1. In regard to the admission of evidence concerning the deer stand incident, which occurred in another county, we find no error. "When determining whether evidence is admissible as common scheme or plan, the trial court must analyze the similarities and dissimilarities between the crime charged and the bad act evidence to determine whether there is a close degree of similarity." State v.
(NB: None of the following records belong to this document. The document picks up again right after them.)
//! Accelerator broker: platform/device discovery, programs, kernels and buffer transfers.
//!
//! Vocabulary:
//! - platform: a `wgpu::Instance` restricted to one backend
//! - devices: the adapters of that backend passing the [`DeviceType`] filter,
//!   each opened as a logical `wgpu::Device` with its own in-order `wgpu::Queue`
//! - program: a compiled WGSL module, cached per source path
//! - kernel: one compute entry point plus its argument block ([`Kernel`])
//!
//! Every handle is owned; dropping the broker (or calling
//! [`DeviceBroker::teardown`]) releases programs, queues, devices and the
//! platform in that order. Kernels and buffers are owned by their users and
//! must be dropped first.

mod buffer;
mod dispatch;
mod kernel;

use std::collections::HashMap;
use std::path::PathBuf;
use std::sync::atomic::{AtomicU64, Ordering};
use std::sync::Arc;

use log::{debug, error, info, warn};

pub use buffer::DeviceBuffer;
pub use dispatch::{round_up, DispatchSize, WORKGROUP_EDGE};
pub use kernel::{declares_entry_point, Kernel, KernelSpec};

use crate::error::{ContextFailure, ResourceExhaustion, SetupError, SimError, TransferError};
use crate::params::DeviceType;
use crate::resources::ResourceLocator;

/// Backends probed for a matching platform, in order
const PLATFORM_ORDER: [(wgpu::Backends, &str); 4] = [
    (wgpu::Backends::VULKAN, "Vulkan"),
    (wgpu::Backends::METAL, "Metal"),
    (wgpu::Backends::DX12, "DX12"),
    (wgpu::Backends::GL, "GL"),
];

/// Which opened device an operation targets. Only device 0 runs work today.
#[derive(Debug, Clone, Copy, PartialEq, Eq, Default)]
pub struct DeviceIndex(pub usize);

impl DeviceIndex {
    pub const PRIMARY: DeviceIndex = DeviceIndex(0);
}

/// A backend instance that exposes at least one matching device.
pub struct Platform {
    pub name: &'static str,
    backends: wgpu::Backends,
    instance: wgpu::Instance,
}

impl std::fmt::Debug for Platform {
    fn fmt(&self, f: &mut std::fmt::Formatter<'_>) -> std::fmt::Result {
        f.debug_struct("Platform").field("name", &self.name).finish()
    }
}

/// One opened adapter with its logical device and queue.
pub struct OpenDevice {
    pub queue: wgpu::Queue,
    pub device: wgpu::Device,
    pub info: wgpu::AdapterInfo,
    /// Reused readback buffer, grown on demand
    staging: Option<wgpu::Buffer>,
    _adapter: wgpu::Adapter,
}

/// Owner of every accelerator handle the simulator uses.
///
/// Fields are declared in release order.
pub struct DeviceBroker {
    programs: HashMap<PathBuf, wgpu::ShaderModule>,
    devices: Vec<OpenDevice>,
    locator: ResourceLocator,
    allocated: Arc<AtomicU64>,
    platform: Option<Platform>,
}

/// Run `f` inside validation + out-of-memory error scopes.
pub(crate) fn capture_errors<T>(
    device: &wgpu::Device,
    f: impl FnOnce() -> T,
) -> (T, Option<wgpu::Error>) {
    device.push_error_scope(wgpu::ErrorFilter::OutOfMemory);
    device.push_error_scope(wgpu::ErrorFilter::Validation);
    let value = f();
    let validation = pollster::block_on(device.pop_error_scope());
    let out_of_memory = pollster::block_on(device.pop_error_scope());
    (value, validation.or(out_of_memory))
}

/// Does this adapter run compute shaders at all?
fn supports_compute(adapter: &wgpu::Adapter) -> bool {
    adapter
        .get_downlevel_capabilities()
        .flags
        .contains(wgpu::DownlevelFlags::COMPUTE_SHADERS)
}
impl ProjectedGrid {
    /// Simulator for a water plane at world height `water_level`. Call [`create`](Self::create) next.
    pub fn new(options: GridOptions, noise: NoiseModule, water_level: f32) -> Self {
        Self {
            options: Self::sanitized(options),
            noise,
            water_level,
            locator: ResourceLocator::default(),
            host_only: false,
            solver: ProjectedGridSolver::new(Plane::horizontal(0.0)),
            created: false,
            last_camera: None,
            range: None,
            mesh_origin: Vec3::new(0.0, water_level, 0.0),
            camera_dir: Vec3::NEG_Z,
            underwater: false,
            host: HostBuffers::default(),
            vertices: Vec::new(),
            device: None,
        }
    }

    /// Look up kernel programs with `locator` instead of the default search path
    pub fn with_locator(mut self, locator: ResourceLocator) -> Self {
        self.locator = locator;
        self
    }

    /// Run every stage on the host; no accelerator is opened
    pub fn host_only(mut self) -> Self {
        self.host_only = true;
        self
    }

    fn sanitized(mut options: GridOptions) -> GridOptions {
        options.complexity = options.complexity.max(GridOptions::MIN_COMPLEXITY);
        options
    }

    fn n(&self) -> u32 {
        self.options.complexity
    }

    /// Build noise tables, open the accelerator and allocate every buffer.
    ///
    /// On failure everything acquired so far is released and the simulator
    /// stays not-created.
    pub fn create(&mut self) -> Result<(), SimError> {
        if self.created {
            return Ok(());
        }
        self.noise.create();

        if !self.host_only {
            match self.open_device() {
                Ok(state) => self.device = Some(state),
                Err(e) => {
                    error!("Projected grid setup failed: {e}");
                    self.remove();
                    return Err(e);
                }
            }
        }

        let count = self.options.vertex_count();
        self.host.resize(count);
        self.vertices = vec![GridVertex::default(); count];
        self.last_camera = None;
        self.range = None;
        self.created = true;
        info!(
            "Projected grid created: {n}x{n} vertices, noise {}, {}",
            self.noise.name(),
            if self.host_only { "host only" } else { "accelerated" },
            n = self.n(),
        );
        Ok(())
    }

    fn open_device(&mut self) -> Result<DeviceState, SimError> {
        let n = self.n();
        let mut broker = DeviceBroker::open(self.options.device_type, self.locator.clone())?;
        info!(
            "Accelerator platform {} with {} device(s), using device 0",
            broker.platform_name().unwrap_or("unknown"),
            broker.device_count()
        );
        match Self::build_device_state(&mut self.noise, &mut broker, n) {
            Ok((kernels, buffers, bindings)) => Ok(DeviceState {
                bindings,
                kernels,
                buffers,
                broker,
            }),
            Err(e) => {
                // Noise handles go before the broker that owns their device
                self.noise.release_kernels();
                self.noise.release_buffers();
                broker.teardown();
                Err(e)
            }
        }
    }

    fn build_device_state(
        noise: &mut NoiseModule,
        broker: &mut DeviceBroker,
        n: u32,
    ) -> Result<(GridKernels, GridBuffers, GridBindings), SimError> {
        noise.setup_device(broker)?;
        let kernels = GridKernels::build(broker)?;
        let buffers = GridBuffers::allocate(broker, n)?;
        let bindings = GridBindings::new(broker.device(DeviceIndex::PRIMARY)?, &kernels, &buffers)?;
        Ok((kernels, buffers, bindings))
    }

    /// Release kernels, buffers and the accelerator. Safe on any state, safe to repeat.
    pub fn remove(&mut self) {
        self.noise.release_kernels();
        if let Some(state) = self.device.take() {
            let DeviceState {
                bindings,
                kernels,
                buffers,
                mut broker,
            } = state;
            drop(bindings);
            drop(kernels);
            self.noise.release_buffers();
            drop(buffers);
            broker.teardown();
        }
        self.noise.remove();

        self.host = HostBuffers::default();
        self.vertices = Vec::new();
        self.last_camera = None;
        self.range = None;
        self.underwater = false;
        if self.created {
            info!("Projected grid removed");
        }
        self.created = false;
    }

    pub fn is_created(&self) -> bool {
        self.created
    }

    pub fn is_accelerated(&self) -> bool {
        self.device.is_some()
    }

    /// Advance the simulation by `dt` seconds as seen from `camera`.
    pub fn update(&mut self, dt: f32, camera: &Camera) -> Result<FrameOutcome, SimError> {
        if !self.created {
            return Err(SimError::NotCreated);
        }
        self.noise.update(dt);
        self.camera_dir = camera.direction();
        self.underwater =
            camera.position.y < self.get_height(camera.position.x, camera.position.z);

        let moved = self.options.force_recalculate_geometry
            || self
                .last_camera
                .as_ref()
                .map_or(true, |last| last.pose_differs(camera));

        if moved {
            self.last_camera = Some(camera.clone());
            match self.solver.solve(
                camera,
                self.water_level,
                self.options.strength,
                self.options.elevation,
            ) {
                Some(range) => {
                    self.range = Some(range);
                    self.mesh_origin =
                        Vec3::new(camera.position.x, self.water_level, camera.position.z);
                }
                None if self.range.is_some() => {
                    debug!("No projection range this frame, animating previous geometry");
                    return self.run_frame(false);
                }
                None => return Ok(FrameOutcome::Skipped),
            }
        } else if self.range.is_none() {
            return Ok(FrameOutcome::Skipped);
        }

        self.run_frame(moved)
    }

    fn run_frame(&mut self, moved: bool) -> Result<FrameOutcome, SimError> {
        let result = if self.device.is_some() {
            self.device_frame(moved)
        } else {
            self.host_frame(moved)
        };

        match result {
            Ok(()) if moved => Ok(FrameOutcome::Regenerated),
            Ok(()) => Ok(FrameOutcome::Animated),
            Err(e) => {
                warn!("Frame aborted, keeping previous mesh: {e}");
                // Regenerate from scratch next frame
                self.last_camera = None;
                Err(e)
            }
        }
    }

    fn frame_params(&self) -> GridParams {
        let corners = self
            .range
            .map(|r| r.corners(self.solver.base_plane()))
            .unwrap_or([Vec4::W; 4]);
        GridParams {
            base_height: self.solver.base_plane().height(),
            choppy_strength: self.options.choppy_strength,
            underwater: self.underwater_sign(),
            ..GridParams::new(self.n(), &corners, self.camera_dir)
        }
    }

    fn underwater_sign(&self) -> f32 {
        if self.underwater {
            -1.0
        } else {
            1.0
        }
    }

    fn device_frame(&mut self, moved: bool) -> Result<(), SimError> {
        let mut params = self.frame_params();
        let options = &self.options;
        let Some(state) = self.device.as_mut() else {
            return Err(SimError::NotCreated);
        };
        let DeviceState {
            bindings,
            kernels,
            buffers,
            broker,
        } = state;

        if moved {
            let gpu = broker.device(DeviceIndex::PRIMARY)?;
            dispatch(gpu, &kernels.geometry, &bindings.geometry, &params)?;
        }

        // Latency hiding: the mesh handed out lags the kernels by one frame
        broker.download(
            DeviceIndex::PRIMARY,
            &buffers.positions,
            bytemuck::cast_slice_mut(&mut self.host.positions),
        )?;
        broker.download(
            DeviceIndex::PRIMARY,
            &buffers.normals,
            bytemuck::cast_slice_mut(&mut self.host.normals),
        )?;
        publish(&mut self.vertices, &self.host);

        if options.choppy_waves && !moved {
            let gpu = broker.device(DeviceIndex::PRIMARY)?;
            dispatch(gpu, &kernels.copy, &bindings.restore, &params)?;
        }

        {
            let gpu = broker.device(DeviceIndex::PRIMARY)?;
            dispatch(gpu, &kernels.base_plane, &bindings.base_plane, &params)?;
        }

        let target = HeightTarget {
            positions: &buffers.positions,
            dims: params.dims,
            world: self.mesh_origin,
            strength: options.strength,
        };
        self.noise.device_evaluate(broker, &target)?;

        let gpu = broker.device(DeviceIndex::PRIMARY)?;
        if options.choppy_waves && moved {
            dispatch(gpu, &kernels.copy, &bindings.backup, &params)?;
        }
        if options.smooth {
            params.pass_index = 0;
            dispatch(gpu, &kernels.smooth, &bindings.smooth, &params)?;
            params.pass_index = 1;
            dispatch(gpu, &kernels.smooth, &bindings.smooth, &params)?;
            params.pass_index = 0;
        }
        dispatch(gpu, &kernels.normals, &bindings.normals, &params)?;
        if options.choppy_waves {
            dispatch(gpu, &kernels.choppy, &bindings.choppy, &params)?;
        }
        Ok(())
    }

    /// Same stage order as the device path, without the one-frame lag.
    fn host_frame(&mut self, moved: bool) -> Result<(), SimError> {
        if let Some(waves) = self.noise.waves_mut() {
            waves.sync(None)?;
        }
        let n = self.n() as usize;
        let params = self.frame_params();
        let corners = params.corners.map(Vec4::from_array);
        let buf = &mut self.host;

        if moved {
            host::geometry(&mut buf.positions, n, &corners);
        } else if self.options.choppy_waves {
            buf.positions.copy_from_slice(&buf.backup);
        }
        host::set_base_plane(&mut buf.positions, params.base_height);
        host::add_height(
            &mut buf.positions,
            &self.noise,
            self.mesh_origin,
            self.options.strength,
        );
        if self.options.choppy_waves && moved {
            buf.backup.copy_from_slice(&buf.positions);
        }
        if self.options.smooth {
            host::smooth(&mut buf.positions, &mut buf.scratch, n);
        }
        host::normals(&buf.positions, &mut buf.normals, n);
        if self.options.choppy_waves {
            host::choppy(
                &mut buf.positions,
                &buf.normals,
                &buf.backup,
                self.camera_dir,
                self.options.choppy_strength,
                params.underwater,
            );
        }
        publish(&mut self.vertices, &self.host);
        Ok(())
    }

    /// Host-side surface height at world (x, z); never touches the accelerator.
    pub fn get_height(&self, x: f32, z: f32) -> f32 {
        self.water_level + self.noise.displacement(x, z, self.options.strength)
    }

    /// Append a wave; `None` when the noise source has no wave set.
    pub fn add_wave(&mut self, wave: Wave) -> Result<Option<usize>, SimError> {
        let broker = self.device.as_ref().map(|d| &d.broker);
        match self.noise.waves_mut() {
            Some(waves) => waves.add(wave, broker).map(Some),
            None => Ok(None),
        }
    }

    pub fn get_wave(&self, index: usize) -> Option<&Wave> {
        self.noise.waves().and_then(|w| w.get(index))
    }

    /// Mutable access; edits are detected and re-sent before the next evaluation
    pub fn wave_mut(&mut self, index: usize) -> Option<&mut Wave> {
        self.noise.waves_mut().and_then(|w| w.get_mut(index))
    }

    /// Remove a wave; `false` when `index` is out of range.
    pub fn remove_wave(&mut self, index: usize) -> Result<bool, SimError> {
        let broker = self.device.as_ref().map(|d| &d.broker);
        match self.noise.waves_mut() {
            Some(waves) => waves.remove(index, broker),
            None => Ok(false),
        }
    }

    pub fn wave_count(&self) -> usize {
        self.noise.waves().map_or(0, |w| w.len())
    }

    pub fn noise(&self) -> &NoiseModule {
        &self.noise
    }

    pub fn grid_options(&self) -> &GridOptions {
        &self.options
    }

    /// Apply new grid options; returns `true` when the grid buffers were rebuilt.
    ///
    /// Only a Complexity change rebuilds. Toggling `Smooth` or `ChoppyWaves`
    /// regenerates geometry on the next frame. `DeviceType` takes effect on
    /// the next `create`. On error the previous options and buffers stay in place.
    pub fn set_grid_options(&mut self, options: GridOptions) -> Result<bool, SimError> {
        let options = Self::sanitized(options);
        let rebuild = self.options.requires_rebuild(&options);
        if !rebuild || !self.created {
            if self.options.requires_regeneration(&options) {
                self.last_camera = None;
            }
            self.options = options;
            return Ok(false);
        }

        let n = options.complexity;
        if let Some(state) = self.device.as_mut() {
            let buffers = GridBuffers::allocate(&state.broker, n)?;
            let bindings = GridBindings::new(
                state.broker.device(DeviceIndex::PRIMARY)?,
                &state.kernels,
                &buffers,
            )?;
            state.bindings = bindings;
            state.buffers = buffers;
        }
        self.options = options;
        let count = self.options.vertex_count();
        self.host.resize(count);
        self.vertices = vec![GridVertex::default(); count];
        self.last_camera = None;
        info!("Projected grid rebuilt at {n}x{n}");
        Ok(true)
    }

    pub fn noise_options(&self) -> &NoiseOptions {
        self.noise.options()
    }

    /// Apply new noise options; the octave count stays fixed while created.
    pub fn set_noise_options(&mut self, options: NoiseOptions) {
        self.noise.set_options(options);
    }

    /// World position of the mesh's local origin
    pub fn mesh_origin(&self) -> Vec3 {
        self.mesh_origin
    }

    pub fn water_level(&self) -> f32 {
        self.water_level
    }

    /// Latest mesh, `Complexity²` vertices, row-major
    pub fn vertices(&self) -> &[GridVertex] {
        &self.vertices
    }

    pub fn is_underwater(&self) -> bool {
        self.underwater
    }

    /// Device bytes currently held (0 without an accelerator)
    pub fn allocated_bytes(&self) -> u64 {
        self.device
            .as_ref()
            .map_or(0, |d| d.broker.allocated_bytes())
    }

    /// Elements per device vertex buffer (0 without an accelerator)
    pub fn device_vertex_count(&self) -> usize {
        self.device.as_ref().map_or(0, |d| d.buffers.vertex_count())
    }
}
Wallace, 384 S.C. 428, 433, 683 S.E.2d 275, 277-78 (2009). "When the similarities outweigh the dissimilarities, the bad act evidence is admissible under Rule 404(b)[, SCRE]." Id. at 433, 683 S.E.2d at 278. Though not an exhaustive list and other factors may also be relevant in determining whether the similarities outweigh the dissimilarities, the following should be considered in determining whether there is a close degree of similarity between the bad act and the crime charged: "(1) the age of the victims when the abuse occurred; (2) the relationship between the victims and the perpetrator; (3) the location where the abuse occurred; (4) the use of coercion or threats; and (5) the manner of the occurrence, for example, the type of sexual battery." Id. at 433-34, 683 S.E.2d at 278. "A close degree of similarity establishes the required connection between the two acts and no further 'connection' must be shown for admissibility." Id. at 434, 683 S.E.2d at 278.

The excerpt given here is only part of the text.